Where does the word "reading" occur in the entries below? Copy every line that has it.
-*-*-
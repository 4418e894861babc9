use std::net::SocketAddr;
use std::sync::Arc;

use http::Method;
use jojq_core::conn::Inbound;
use jojq_core::listener;
use tokio::net::TcpListener;
use tracing::{debug, warn};

use super::{mitm, plain, tunnel};
use crate::context::ProxyContext;
use crate::error::{ProxyError, ProxyResult};

/// Binds the proxy's listening socket. Split out from `serve` so `main`
/// can `?`-propagate a bind failure (address in use, permission denied)
/// before spawning anything, per SPEC_FULL's "bind failure is fatal".
pub async fn bind(port: u16) -> ProxyResult<TcpListener> {
    let addr = format!("0.0.0.0:{port}");
    let tcp_listener = listener::bind_tcp(&addr).await.map_err(ProxyError::Bind)?;
    tracing::info!(%addr, "proxy listening");
    Ok(tcp_listener)
}

/// TCP accept loop: one task per connection, dispatching to the plain
/// HTTP handler or the `CONNECT` handler (tunnel or MITM) based on the
/// first request line. Runs until the listener itself errors out.
pub async fn serve(tcp_listener: TcpListener, ctx: Arc<ProxyContext>) -> std::io::Result<()> {
    loop {
        let (stream, peer) = match listener::accept_stream(&tcp_listener).await {
            Ok(pair) => pair,
            Err(e) => {
                warn!(error = %e, "accept failed");
                continue;
            }
        };
        debug!(%peer, "accepted connection");

        let ctx = ctx.clone();
        tokio::spawn(async move {
            handle_connection(stream, peer, ctx).await;
        });
    }
}

/// Dispatches one accepted connection to the plain or `CONNECT` handler.
/// Exposed (not just used by `run`'s accept loop) so tests can drive a
/// single connection against a loopback listener bound on an ephemeral port.
pub async fn handle_connection(stream: jojq_core::stream::Stream, peer: SocketAddr, ctx: Arc<ProxyContext>) {
    let mut inbound = Inbound::new(stream);

    match inbound.read_request().await {
        Ok(true) => {}
        Ok(false) => return,
        Err(e) => {
            warn!(%peer, error = %e, "failed reading first request");
            return;
        }
    }

    let req = inbound.get_request_header();
    if req.get_method() == Method::CONNECT {
        let target = String::from_utf8_lossy(req.get_raw_path()).into_owned();
        let (host, port) = split_authority(&target);

        let Inbound { stream, .. } = inbound;

        if ctx.config.insecure {
            mitm::handle(stream, host, port, ctx).await;
        } else {
            tunnel::handle(stream, host, port, &ctx).await;
        }
    } else {
        plain::handle(inbound, ctx, peer).await;
    }
}

fn split_authority(authority: &str) -> (String, u16) {
    match authority.rsplit_once(':') {
        Some((host, port)) => match port.parse::<u16>() {
            Ok(p) => (host.to_string(), p),
            Err(_) => (authority.to_string(), 443),
        },
        None => (authority.to_string(), 443),
    }
}

#[cfg(test)]
mod tests {
    use super::*;

    #[test]
    fn splits_host_and_port() {
        assert_eq!(split_authority("upstream.test:443"), ("upstream.test".to_string(), 443));
    }

    #[test]
    fn defaults_to_443_without_port() {
        assert_eq!(split_authority("upstream.test"), ("upstream.test".to_string(), 443));
    }
}
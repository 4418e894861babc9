use std::path::PathBuf;

use clap::Parser;

/// Interactive HTTP(S) interception proxy for capturing JSON API traffic.
#[derive(Debug, Parser, Clone)]
#[command(name = "jojq", version, about)]
pub struct ProxyConfig {
    /// Port to accept proxy connections on.
    #[arg(long, default_value_t = 8888)]
    pub port: u16,

    /// Enable MITM mode: terminate TLS and decrypt CONNECT tunnels instead
    /// of forwarding them opaquely.
    #[arg(long)]
    pub insecure: bool,

    /// Directory holding ca-key.pem / ca-cert.pem, created on first run.
    #[arg(long)]
    pub ca_dir: Option<PathBuf>,

    /// Maximum number of capture records retained in memory.
    #[arg(long, default_value_t = 100)]
    pub max_captures: usize,

    /// Maximum decoded response body size considered for capture, in bytes.
    #[arg(long, default_value_t = 25 * 1024 * 1024)]
    pub max_body_bytes: usize,

    /// Maximum number of leaf certificates cached in memory.
    #[arg(long, default_value_t = 1000)]
    pub max_leaf_cache: usize,

    /// Timeout for connecting to the upstream host, in milliseconds.
    #[arg(long, default_value_t = 10_000)]
    pub connect_timeout_ms: u64,

    /// Idle timeout while reading from the upstream host, in milliseconds.
    #[arg(long, default_value_t = 30_000)]
    pub read_timeout_ms: u64,

    /// Directory exported captures are written to.
    #[arg(long, default_value = "./captures")]
    pub export_dir: PathBuf,
}

impl ProxyConfig {
    pub fn ca_dir(&self) -> PathBuf {
        self.ca_dir.clone().unwrap_or_else(default_ca_dir)
    }

    pub fn connect_timeout(&self) -> std::time::Duration {
        std::time::Duration::from_millis(self.connect_timeout_ms)
    }

    pub fn read_timeout(&self) -> std::time::Duration {
        std::time::Duration::from_millis(self.read_timeout_ms)
    }
}

fn default_ca_dir() -> PathBuf {
    dirs_ca_dir().unwrap_or_else(|| PathBuf::from(".jojq/ca"))
}

fn dirs_ca_dir() -> Option<PathBuf> {
    std::env::var_os("HOME").map(|home| PathBuf::from(home).join(".jojq").join("ca"))
}
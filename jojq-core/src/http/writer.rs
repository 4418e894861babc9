use bytes::{Buf, Bytes};
use tokio::io::{AsyncWrite, AsyncWriteExt};

use crate::stream::write_vec::AsyncWriteVec;

#[derive(Debug)]
pub enum WriteState {
    // the initialized state
    Start,
    // write complete (written size)
    Completed(usize),

    // write mode
    //
    // writing body by content length (total size to write, written size)
    ContentLength(usize, usize),
    // writing body by chunked encoding (written size)
    ChunkedEncoding(usize),
    // writing body until closed (written size)
    HTTP10(usize),
}

const LAST_CHUNK: &[u8; 5] = b"0\r\n\r\n";

/// Writes a request/response body in whichever framing the caller
/// selected: content-length, chunked, or close-delimited.
#[derive(Debug)]
pub struct BodyWriter {
    write_state: WriteState,
}

impl Default for BodyWriter {
    fn default() -> Self {
        Self::new()
    }
}

impl BodyWriter {
    pub fn new() -> Self {
        BodyWriter {
            write_state: WriteState::Start,
        }
    }

    pub fn with_content_length_write(&mut self, cl: usize) {
        self.write_state = WriteState::ContentLength(cl, 0);
    }

    pub fn with_chunked_encoding_write(&mut self) {
        self.write_state = WriteState::ChunkedEncoding(0);
    }

    pub fn with_until_closed_write(&mut self) {
        self.write_state = WriteState::HTTP10(0);
    }

    // Buffering writes can reduce syscalls, but it hurts real-time
    // communication, so we only allow buffering when the body size is
    // known ahead, which is less likely to be a real-time interaction.

    pub async fn write_body<S>(
        &mut self,
        stream: &mut S,
        buffer: &[u8],
    ) -> tokio::io::Result<Option<usize>>
    where
        S: AsyncWrite + Unpin + Send,
    {
        match self.write_state {
            WriteState::Completed(_) => Ok(None),
            WriteState::ContentLength(_, _) => self.write_by_content_length(stream, buffer).await,
            WriteState::ChunkedEncoding(_) => self.write_by_chunked_encoding(stream, buffer).await,
            WriteState::HTTP10(_) => self.write_until_closed(stream, buffer).await,
            WriteState::Start => panic!("state is uninitialized"),
        }
    }

    pub fn finished(&self) -> bool {
        match self.write_state {
            WriteState::Completed(_) => true,
            WriteState::ContentLength(total, written) => written >= total,
            _ => false,
        }
    }

    async fn write_by_content_length<S>(
        &mut self,
        stream: &mut S,
        buffer: &[u8],
    ) -> tokio::io::Result<Option<usize>>
    where
        S: AsyncWrite + Unpin + Send,
    {
        match self.write_state {
            WriteState::ContentLength(total, written) => {
                if written >= total {
                    return Ok(None);
                }

                let mut to_write = total - written;

                if to_write < buffer.len() {
                    tracing::warn!(total, "trying to write data over content-length");
                } else {
                    to_write = buffer.len();
                }

                let res = stream.write_all(&buffer[..to_write]).await;
                match res {
                    Ok(()) => {
                        self.write_state = WriteState::ContentLength(total, written + to_write);
                        if self.finished() {
                            stream.flush().await?;
                        }
                        Ok(Some(to_write))
                    }
                    Err(e) => Err(tokio::io::Error::new(
                        tokio::io::ErrorKind::Other,
                        format!("error writing: {:?}", e),
                    )),
                }
            }
            _ => panic!("executing wrong write state"),
        }
    }

    async fn write_by_chunked_encoding<S>(
        &mut self,
        stream: &mut S,
        buffer: &[u8],
    ) -> tokio::io::Result<Option<usize>>
    where
        S: AsyncWrite + Unpin + Send,
    {
        match self.write_state {
            WriteState::ChunkedEncoding(written) => {
                let chunk_size = buffer.len();

                let chuck_size_buf = format!("{:X}\r\n", chunk_size);
                let mut output_buf = Bytes::from(chuck_size_buf)
                    .chain(buffer)
                    .chain(&b"\r\n"[..]);

                stream.write_vec_all(&mut output_buf).await?;
                stream.flush().await?;

                self.write_state = WriteState::ChunkedEncoding(written + chunk_size);
                Ok(Some(chunk_size))
            }
            _ => panic!("executing wrong write state"),
        }
    }

    async fn write_until_closed<S>(
        &mut self,
        stream: &mut S,
        buffer: &[u8],
    ) -> tokio::io::Result<Option<usize>>
    where
        S: AsyncWrite + Unpin + Send,
    {
        match self.write_state {
            WriteState::HTTP10(written) => {
                let res = stream.write_all(buffer).await;
                match res {
                    Ok(()) => {
                        self.write_state = WriteState::HTTP10(written + buffer.len());
                        stream.flush().await?;
                        Ok(Some(buffer.len()))
                    }
                    Err(e) => Err(tokio::io::Error::new(
                        tokio::io::ErrorKind::Other,
                        format!("error writing: {:?}", e),
                    )),
                }
            }
            _ => panic!("executing wrong write state"),
        }
    }

    pub async fn finish<S>(&mut self, stream: &mut S) -> tokio::io::Result<Option<usize>>
    where
        S: AsyncWrite + Unpin + Send,
    {
        match self.write_state {
            WriteState::Completed(_) => Ok(None),
            WriteState::ContentLength(_, _) => self.finish_content_length(),
            WriteState::ChunkedEncoding(_) => self.finish_chunked_encoding(stream).await,
            WriteState::HTTP10(_) => self.finish_until_closed(),
            WriteState::Start => Ok(None),
        }
    }

    fn finish_content_length(&mut self) -> tokio::io::Result<Option<usize>> {
        match self.write_state {
            WriteState::ContentLength(total, written) => {
                self.write_state = WriteState::Completed(written);
                if written < total {
                    return Err(tokio::io::Error::new(
                        tokio::io::ErrorKind::Other,
                        "premature body",
                    ));
                }
                Ok(Some(written))
            }
            _ => panic!("executing wrong write state"),
        }
    }

    async fn finish_chunked_encoding<S>(
        &mut self,
        stream: &mut S,
    ) -> tokio::io::Result<Option<usize>>
    where
        S: AsyncWrite + Unpin + Send,
    {
        match self.write_state {
            WriteState::ChunkedEncoding(written) => {
                let res = stream.write_all(&LAST_CHUNK[..]).await;
                self.write_state = WriteState::Completed(written);
                match res {
                    Ok(()) => Ok(Some(written)),
                    Err(e) => Err(tokio::io::Error::new(
                        tokio::io::ErrorKind::Other,
                        format!("error writing: {:?}", e),
                    )),
                }
            }
            _ => panic!("executing wrong write state"),
        }
    }

    fn finish_until_closed(&mut self) -> tokio::io::Result<Option<usize>> {
        match self.write_state {
            WriteState::HTTP10(written) => {
                self.write_state = WriteState::Completed(written);
                Ok(Some(written))
            }
            _ => panic!("executing wrong write state"),
        }
    }
}
use std::net::SocketAddr;
use std::sync::Arc;

use jojq::config::ProxyConfig;
use jojq::context::ProxyContext;
use tokio::io::{AsyncReadExt, AsyncWriteExt};
use tokio::net::{TcpListener, TcpStream};

/// A `ProxyConfig` with every field pinned to a test-friendly default.
/// Individual tests override whichever field the scenario cares about.
pub fn test_config() -> ProxyConfig {
    ProxyConfig {
        port: 0,
        insecure: false,
        ca_dir: None,
        max_captures: 100,
        max_body_bytes: 25 * 1024 * 1024,
        max_leaf_cache: 1000,
        connect_timeout_ms: 2_000,
        read_timeout_ms: 2_000,
        export_dir: std::env::temp_dir().join("jojq-test-exports"),
    }
}

pub fn test_ctx(config: ProxyConfig) -> Arc<ProxyContext> {
    Arc::new(ProxyContext::new(config, None))
}

/// Spawns a TCP server that answers every connection with the same raw
/// HTTP/1.1 response bytes, closing the socket afterward. Stands in for
/// the upstream origin server in end-to-end tests.
pub async fn spawn_fixed_response_upstream(response: &'static [u8]) -> SocketAddr {
    let listener = TcpListener::bind("127.0.0.1:0").await.unwrap();
    let addr = listener.local_addr().unwrap();

    tokio::spawn(async move {
        loop {
            let (mut socket, _) = match listener.accept().await {
                Ok(pair) => pair,
                Err(_) => return,
            };
            tokio::spawn(async move {
                let mut buf = [0u8; 4096];
                loop {
                    match socket.read(&mut buf).await {
                        Ok(0) | Err(_) => return,
                        Ok(n) => {
                            if buf[..n].windows(4).any(|w| w == b"\r\n\r\n") {
                                break;
                            }
                        }
                    }
                }
                let _ = socket.write_all(response).await;
                let _ = socket.shutdown().await;
            });
        }
    });

    addr
}

pub fn json_response(body: &str) -> Vec<u8> {
    format!(
        "HTTP/1.1 200 OK\r\nContent-Type: application/json\r\nContent-Length: {}\r\nConnection: close\r\n\r\n{}",
        body.len(),
        body
    )
    .into_bytes()
}

/// Binds a listener nothing keeps accepting on, so `TcpStream::connect`
/// against it fails the way an unreachable upstream would.
pub async fn unreachable_addr() -> SocketAddr {
    let listener = TcpListener::bind("127.0.0.1:0").await.unwrap();
    let addr = listener.local_addr().unwrap();
    drop(listener);
    addr
}

/// Writes a raw request on a fresh client connection to `proxy_addr` and
/// reads the full response back (until the peer closes the socket).
pub async fn send_and_read(proxy_addr: SocketAddr, request: &[u8]) -> Vec<u8> {
    let mut client = TcpStream::connect(proxy_addr).await.unwrap();
    client.write_all(request).await.unwrap();
    let mut response = Vec::new();
    client.read_to_end(&mut response).await.unwrap();
    response
}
-*-*-
RESPONSE BELOW:
            warn!(%peer, error = %e, "failed reading first request");
    /// Idle timeout while reading from the upstream host, in milliseconds.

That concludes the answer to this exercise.